What to work on: Write out the data below exactly, from its first line to the line containing "if label.eq_ignore_ascii_case(UTF8_SIG) ||", that line included.

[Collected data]
>>>
//! Encoding labels, conversion, and newline normalization.
//!
//! Labels resolve through the WHATWG registry in [`encoding_rs`], so aliases
//! collapse onto one canonical upper-case name (`gb2312` and `GBK` are both
//! `GBK`). `UTF-8-SIG` is the one label handled outside the registry: UTF-8
//! with a byte order mark.

use std::fmt;
use std::str::FromStr;

use encoding_rs::{Encoding, UTF_8};

use crate::error::{RecodeError, Result};

/// Label for UTF-8 with a leading byte order mark.
pub const UTF8_SIG: &str = "UTF-8-SIG";

const UTF8_BOM: &[u8] = b"\xEF\xBB\xBF";

/// A text encoding the recoder can read, and usually write.
///
/// # Examples
///
/// ```
/// use optdispatch_recode::TextEncoding;
///
/// let gbk = TextEncoding::for_label("gb2312").unwrap();
/// assert_eq!(gbk.name(), "GBK");
/// assert_eq!(TextEncoding::for_label("utf-8-sig").unwrap().name(), "UTF-8-SIG");
/// assert!(TextEncoding::for_label("klingon").is_none());
/// assert!(!TextEncoding::for_label("utf-16le").unwrap().can_encode());
/// ```
#[derive(Debug, Clone, Copy, PartialEq, Eq)]
pub enum TextEncoding {
    /// UTF-8 preceded by a byte order mark.
    Utf8Sig,
    /// Any encoding from the WHATWG registry.
    Standard(&'static Encoding),
}

impl TextEncoding {
    pub fn utf8() -> Self {
        Self::Standard(UTF_8)
    }

    /// Resolves a user-supplied label, ignoring case and surrounding space.
    pub fn for_label(label: &str) -> Option<Self> {
        let label = label.trim();
        if label.eq_ignore_ascii_case(UTF8_SIG) || label.eq_ignore_ascii_case("UTF8-SIG") {
            return Some(Self::Utf8Sig);
        }
        Encoding::for_label(label.as_bytes()).map(Self::Standard)
    }

    /// Canonical upper-case name.
    pub fn name(&self) -> String {
        match self {
            Self::Utf8Sig => UTF8_SIG.to_string(),
            Self::Standard(encoding) => encoding.name().to_ascii_uppercase(),
        }
    }

    /// Whether text can be written in this encoding.
    pub fn can_encode(&self) -> bool {
        match self {
            Self::Utf8Sig => true,
            Self::Standard(encoding) => encoding.output_encoding() == *encoding,
        }
    }

    /// Decodes `bytes`, dropping a byte order mark that matches this encoding.
    ///
    /// # Errors
    ///
    /// Returns [`RecodeError::Malformed`] if any byte sequence is invalid.
    pub fn decode(&self, bytes: &[u8]) -> Result<String> {
        let (text, had_errors) = match self {
            Self::Utf8Sig => {
                let body = bytes.strip_prefix(UTF8_BOM).unwrap_or(bytes);
                UTF_8.decode_without_bom_handling(body)
            }
            Self::Standard(encoding) => encoding.decode_with_bom_removal(bytes),
        };
        if had_errors {
            return Err(RecodeError::Malformed(self.name()));
        }
        Ok(text.into_owned())
    }

    /// Encodes `text`.
    ///
    /// # Errors
    ///
    /// Returns [`RecodeError::Unencodable`] for read-only encodings and
    /// [`RecodeError::Unmappable`] when a character has no representation.
    pub fn encode(&self, text: &str) -> Result<Vec<u8>> {
        match self {
            Self::Utf8Sig => {
                let mut out = Vec::with_capacity(UTF8_BOM.len() + text.len());
                out.extend_from_slice(UTF8_BOM);
                out.extend_from_slice(text.as_bytes());
                Ok(out)
            }
            Self::Standard(encoding) => {
                if !self.can_encode() {
                    return Err(RecodeError::Unencodable(self.name()));
                }
                let (bytes, _, unmappable) = encoding.encode(text);
                if unmappable {
                    return Err(RecodeError::Unmappable(self.name()));
                }
                Ok(bytes.into_owned())
            }
        }
    }
}

impl fmt::Display for TextEncoding {
    fn fmt(&self, f: &mut fmt::Formatter<'_>) -> fmt::Result {
        f.write_str(&self.name())
    }
}

/// Line terminator style.
#[derive(Debug, Clone, Copy, PartialEq, Eq, Hash)]
pub enum Newline {
    Cr,
    Lf,
    CrLf,
}

impl Newline {
    pub fn as_str(self) -> &'static str {
        match self {
            Self::Cr => "CR",
            Self::Lf => "LF",
            Self::CrLf => "CRLF",
        }
    }

    /// The terminator itself.
    pub fn sequence(self) -> &'static str {
        match self {
            Self::Cr => "\r",
            Self::Lf => "\n",
            Self::CrLf => "\r\n",
        }
    }

    /// Distinct terminators in `text`, in order of first appearance.
    ///
    /// # Examples
    ///
    /// ```
    /// use optdispatch_recode::Newline;
    ///
    /// assert_eq!(Newline::detect("a\r\nb\nc\r\n"), vec![Newline::CrLf, Newline::Lf]);
    /// assert!(Newline::detect("single line").is_empty());
    /// ```
    pub fn detect(text: &str) -> Vec<Newline> {
        let mut found = Vec::new();
        let mut chars = text.chars().peekable();
        while let Some(c) = chars.next() {
            let newline = match c {
                '\r' if chars.peek() == Some(&'\n') => {
                    chars.next();
                    Self::CrLf
                }
                '\r' => Self::Cr,
                '\n' => Self::Lf,
                _ => continue,
            };
            if !found.contains(&newline) {
                found.push(newline);
            }
        }
        found
    }

    /// Rewrites every terminator in `text` as this one.
    pub fn apply(self, text: &str) -> String {
        let mut out = String::with_capacity(text.len());
        let mut chars = text.chars().peekable();
        while let Some(c) = chars.next() {
            match c {
                '\r' => {
                    if chars.peek() == Some(&'\n') {
                        chars.next();
                    }
                    out.push_str(self.sequence());
                }
                '\n' => out.push_str(self.sequence()),
                other => out.push(other),
            }
        }
        out
    }
}

impl FromStr for Newline {
    type Err = RecodeError;

    fn from_str(s: &str) -> Result<Self> {
        match s.trim().to_ascii_uppercase().as_str() {
            "CR" => Ok(Self::Cr),
            "LF" => Ok(Self::Lf),
            "CRLF" => Ok(Self::CrLf),
            _ => Err(RecodeError::InvalidNewline(s.to_string())),
        }
    }
}

impl fmt::Display for Newline {
    fn fmt(&self, f: &mut fmt::Formatter<'_>) -> fmt::Result {
        f.write_str(self.as_str())
    }
}

/// Renders detected terminators as `CR,LF`, or `NONE`.
pub fn describe_newlines(found: &[Newline]) -> String {
    if found.is_empty() {
        return "NONE".to_string();
    }
    found
        .iter()
        .map(|n| n.as_str())
        .collect::<Vec<_>>()
        .join(",")
}
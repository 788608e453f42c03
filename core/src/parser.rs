//! The parse → check → execute pipeline.
//!
//! A [`Parser`] owns the option registry, the default action, the
//! blank-input handler, and the block sequence built by the current cycle.
//! It is meant for repeated use (a read-eval loop, say): callers run one
//! cycle and then call [`Parser::clear`] regardless of the outcome.
//!
//! # Example
//!
//! ```
//! use optdispatch_core::{FnOption, Parser, expect_exactly};
//!
//! #[derive(Default)]
//! struct Ctx {
//!     value: String,
//!     out: Vec<String>,
//! }
//!
//! let mut parser = Parser::builder()
//!     .option(
//!         "-w",
//!         FnOption::new(0, |ctx: &mut Ctx, args: &[String]| {
//!             ctx.value = args[0].clone();
//!             Ok(())
//!         })
//!         .with_check(|args| expect_exactly("-w", 1, args)),
//!     )
//!     .default_action(FnOption::new(1, |ctx: &mut Ctx, _: &[String]| {
//!         ctx.out.push(ctx.value.clone());
//!         Ok(())
//!     }))
//!     .on_blank(|ctx: &mut Ctx| ctx.out.push("blank".into()))
//!     .build()
//!     .unwrap();
//!
//! let mut ctx = Ctx::default();
//! parser.run(&mut ctx, ["-w", "hello"]).unwrap();
//! parser.clear();
//! parser.run(&mut ctx, Vec::<String>::new()).unwrap();
//! parser.clear();
//! assert_eq!(ctx.out, vec!["hello", "blank"]);
//! ```

use std::collections::HashMap;
use std::fmt;
use std::rc::Rc;

use tracing::{debug, warn};

use crate::block::OptionBlock;
use crate::error::{DispatchError, RegistryError, Result};
use crate::option::{CliOption, FnOption};
use crate::validate::validate_registry;

/// Registry key of the implicit group of tokens preceding the first flag.
pub const LEADING_KEY: &str = "-";

/// Flag spelling → option.
pub type OptionMap<C> = HashMap<String, Rc<dyn CliOption<C>>>;

/// Where the parser is in its cycle.
///
/// `Failed` is reachable from every transition; [`Parser::clear`] returns to
/// `Empty`. There is no rollback: a failed cycle keeps whatever blocks it
/// had built.
#[derive(Debug, Clone, Copy, PartialEq, Eq)]
pub enum ParserState {
    Empty,
    Parsing,
    Parsed,
    Checked,
    Executed,
    Failed,
}

/// Option dispatch engine.
pub struct Parser<C> {
    options: OptionMap<C>,
    leading: Rc<dyn CliOption<C>>,
    default_action: Rc<dyn CliOption<C>>,
    on_blank: Box<dyn Fn(&mut C)>,
    blocks: Vec<OptionBlock<C>>,
    state: ParserState,
}

impl<C> Parser<C> {
    pub fn builder() -> ParserBuilder<C> {
        ParserBuilder::new()
    }

    pub fn state(&self) -> ParserState {
        self.state
    }

    /// Blocks built by the current cycle, sorted by priority once parsing
    /// completes.
    pub fn blocks(&self) -> &[OptionBlock<C>] {
        &self.blocks
    }

    /// Whether `flag` is a registered spelling.
    pub fn is_registered(&self, flag: &str) -> bool {
        self.options.contains_key(flag)
    }

    /// Groups `tokens` into option blocks.
    ///
    /// Tokens before the first flag always form one block under
    /// [`LEADING_KEY`], even when there are none. Every `-`-prefixed token
    /// closes the current block and opens a new one; an unregistered flag
    /// fails with [`DispatchError::InvalidOption`] and aborts grouping.
    ///
    /// On success the blocks are stable-sorted by ascending priority, so
    /// equal priorities keep their input order.
    pub fn parse<I, S>(&mut self, tokens: I) -> Result<()>
    where
        I: IntoIterator<Item = S>,
        S: Into<String>,
    {
        if self.state != ParserState::Empty {
            warn!(state = ?self.state, "parse called without clearing the previous cycle");
        }
        self.state = ParserState::Parsing;

        let mut current = OptionBlock::open(LEADING_KEY, Rc::clone(&self.leading));
        for token in tokens {
            let token = token.into();
            if !token.starts_with('-') {
                current.push(token);
                continue;
            }
            let Some(option) = self.options.get(&token) else {
                self.blocks.push(current);
                self.state = ParserState::Failed;
                return Err(DispatchError::InvalidOption(token));
            };
            let next = OptionBlock::open(&token, Rc::clone(option));
            self.blocks.push(std::mem::replace(&mut current, next));
        }
        self.blocks.push(current);

        self.blocks.sort_by_key(OptionBlock::priority);
        debug!(blocks = ?self.blocks, "parsed option blocks");
        self.state = ParserState::Parsed;
        Ok(())
    }

    /// Runs every block's checker in sorted order, stopping at the first
    /// failure.
    pub fn check(&mut self) -> Result<()> {
        for block in &self.blocks {
            if let Err(err) = block.option().check(block.args()) {
                debug!(flag = block.flag(), %err, "option check failed");
                self.state = ParserState::Failed;
                return Err(err);
            }
        }
        self.state = ParserState::Checked;
        Ok(())
    }

    /// Executes the parsed blocks.
    ///
    /// A lone, empty leading block means the user typed nothing: the blank
    /// handler runs and nothing else. Otherwise blocks execute in sorted
    /// order until the first one with nonzero priority has run. If none
    /// does, the default action runs with no arguments.
    pub fn execute(&mut self, ctx: &mut C) -> Result<()> {
        if self.is_blank() {
            debug!("blank invocation");
            (self.on_blank)(ctx);
            self.state = ParserState::Executed;
            return Ok(());
        }

        for block in &self.blocks {
            debug!(flag = block.flag(), priority = block.priority(), "executing option");
            if let Err(err) = block.option().execute(ctx, block.args()) {
                self.state = ParserState::Failed;
                return Err(err);
            }
            if block.option().kind().is_terminal() {
                self.state = ParserState::Executed;
                return Ok(());
            }
        }

        debug!("no action selected, running default action");
        let outcome = self.default_action.execute(ctx, &[]);
        self.state = match outcome {
            Ok(()) => ParserState::Executed,
            Err(_) => ParserState::Failed,
        };
        outcome
    }

    /// Parses, checks, and executes `tokens`, propagating the first failure.
    pub fn run<I, S>(&mut self, ctx: &mut C, tokens: I) -> Result<()>
    where
        I: IntoIterator<Item = S>,
        S: Into<String>,
    {
        self.parse(tokens)?;
        self.check()?;
        self.execute(ctx)
    }

    /// Discards the blocks of the previous cycle.
    pub fn clear(&mut self) {
        self.blocks.clear();
        self.state = ParserState::Empty;
    }

    fn is_blank(&self) -> bool {
        match self.blocks.as_slice() {
            [] => {
                warn!("execute called before parse");
                true
            }
            [only] => only.args().is_empty() && only.flag() == LEADING_KEY,
            _ => false,
        }
    }
}

impl<C> fmt::Debug for Parser<C> {
    fn fmt(&self, f: &mut fmt::Formatter<'_>) -> fmt::Result {
        let mut flags: Vec<&str> = self.options.keys().map(String::as_str).collect();
        flags.sort_unstable();
        f.debug_struct("Parser")
            .field("flags", &flags)
            .field("state", &self.state)
            .field("blocks", &self.blocks)
            .finish()
    }
}

/// Assembles and validates a [`Parser`].
pub struct ParserBuilder<C> {
    options: OptionMap<C>,
    default_action: Option<Rc<dyn CliOption<C>>>,
    on_blank: Option<Box<dyn Fn(&mut C)>>,
}

impl<C> ParserBuilder<C> {
    pub fn new() -> Self {
        Self {
            options: HashMap::new(),
            default_action: None,
            on_blank: None,
        }
    }

    /// Registers `option` under `flag`. A later registration of the same
    /// spelling replaces the earlier one.
    pub fn option<O>(self, flag: impl Into<String>, option: O) -> Self
    where
        O: CliOption<C> + 'static,
    {
        self.shared(flag, Rc::new(option))
    }

    /// Registers an option that is also referenced elsewhere, typically as
    /// the default action.
    pub fn shared(mut self, flag: impl Into<String>, option: Rc<dyn CliOption<C>>) -> Self {
        self.options.insert(flag.into(), option);
        self
    }

    /// Sets the option for tokens preceding the first flag.
    ///
    /// Without one, leading tokens are rejected and the leading group does
    /// nothing.
    pub fn leading<O>(self, option: O) -> Self
    where
        O: CliOption<C> + 'static,
    {
        self.option(LEADING_KEY, option)
    }

    pub fn default_action<O>(self, option: O) -> Self
    where
        O: CliOption<C> + 'static,
    {
        self.default_shared(Rc::new(option))
    }

    pub fn default_shared(mut self, option: Rc<dyn CliOption<C>>) -> Self {
        self.default_action = Some(option);
        self
    }

    pub fn on_blank<F>(mut self, handler: F) -> Self
    where
        F: Fn(&mut C) + 'static,
    {
        self.on_blank = Some(Box::new(handler));
        self
    }

    /// Validates the registry and builds the parser.
    ///
    /// # Errors
    ///
    /// Returns the first [`RegistryError`] found: a flag spelling without a
    /// leading `-`, a missing default action, or a missing blank handler.
    pub fn build(self) -> std::result::Result<Parser<C>, RegistryError>
    where
        C: 'static,
    {
        if let Some(err) = validate_registry(&self.options).into_iter().next() {
            return Err(err);
        }
        let default_action = self.default_action.ok_or(RegistryError::MissingDefaultAction)?;
        let on_blank = self.on_blank.ok_or(RegistryError::MissingBlankHandler)?;

        let mut options = self.options;
        let leading = match options.get(LEADING_KEY) {
            Some(option) => Rc::clone(option),
            None => {
                let noop: Rc<dyn CliOption<C>> =
                    Rc::new(FnOption::new(0, |_: &mut C, _: &[String]| Ok(())));
                options.insert(LEADING_KEY.to_string(), Rc::clone(&noop));
                noop
            }
        };

        Ok(Parser {
            options,
            leading,
            default_action,
            on_blank,
            blocks: Vec::new(),
            state: ParserState::Empty,
        })
    }
}

impl<C> Default for ParserBuilder<C> {
    fn default() -> Self {
        Self::new()
    }
}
<<<
Exercise result:
//! Encoding labels, conversion, and newline normalization.
//!
//! Labels resolve through the WHATWG registry in [`encoding_rs`], so aliases
//! collapse onto one canonical upper-case name (`gb2312` and `GBK` are both
//! `GBK`). `UTF-8-SIG` is the one label handled outside the registry: UTF-8
//! with a byte order mark.

use std::fmt;
use std::str::FromStr;

use encoding_rs::{Encoding, UTF_8};

use crate::error::{RecodeError, Result};

/// Label for UTF-8 with a leading byte order mark.
pub const UTF8_SIG: &str = "UTF-8-SIG";

const UTF8_BOM: &[u8] = b"\xEF\xBB\xBF";

/// A text encoding the recoder can read, and usually write.
///
/// # Examples
///
/// ```
/// use optdispatch_recode::TextEncoding;
///
/// let gbk = TextEncoding::for_label("gb2312").unwrap();
/// assert_eq!(gbk.name(), "GBK");
/// assert_eq!(TextEncoding::for_label("utf-8-sig").unwrap().name(), "UTF-8-SIG");
/// assert!(TextEncoding::for_label("klingon").is_none());
/// assert!(!TextEncoding::for_label("utf-16le").unwrap().can_encode());
/// ```
#[derive(Debug, Clone, Copy, PartialEq, Eq)]
pub enum TextEncoding {
    /// UTF-8 preceded by a byte order mark.
    Utf8Sig,
    /// Any encoding from the WHATWG registry.
    Standard(&'static Encoding),
}

impl TextEncoding {
    pub fn utf8() -> Self {
        Self::Standard(UTF_8)
    }

    /// Resolves a user-supplied label, ignoring case and surrounding space.
    pub fn for_label(label: &str) -> Option<Self> {
        let label = label.trim();
        if label.eq_ignore_ascii_case(UTF8_SIG) || label.eq_ignore_ascii_case("UTF8-SIG") {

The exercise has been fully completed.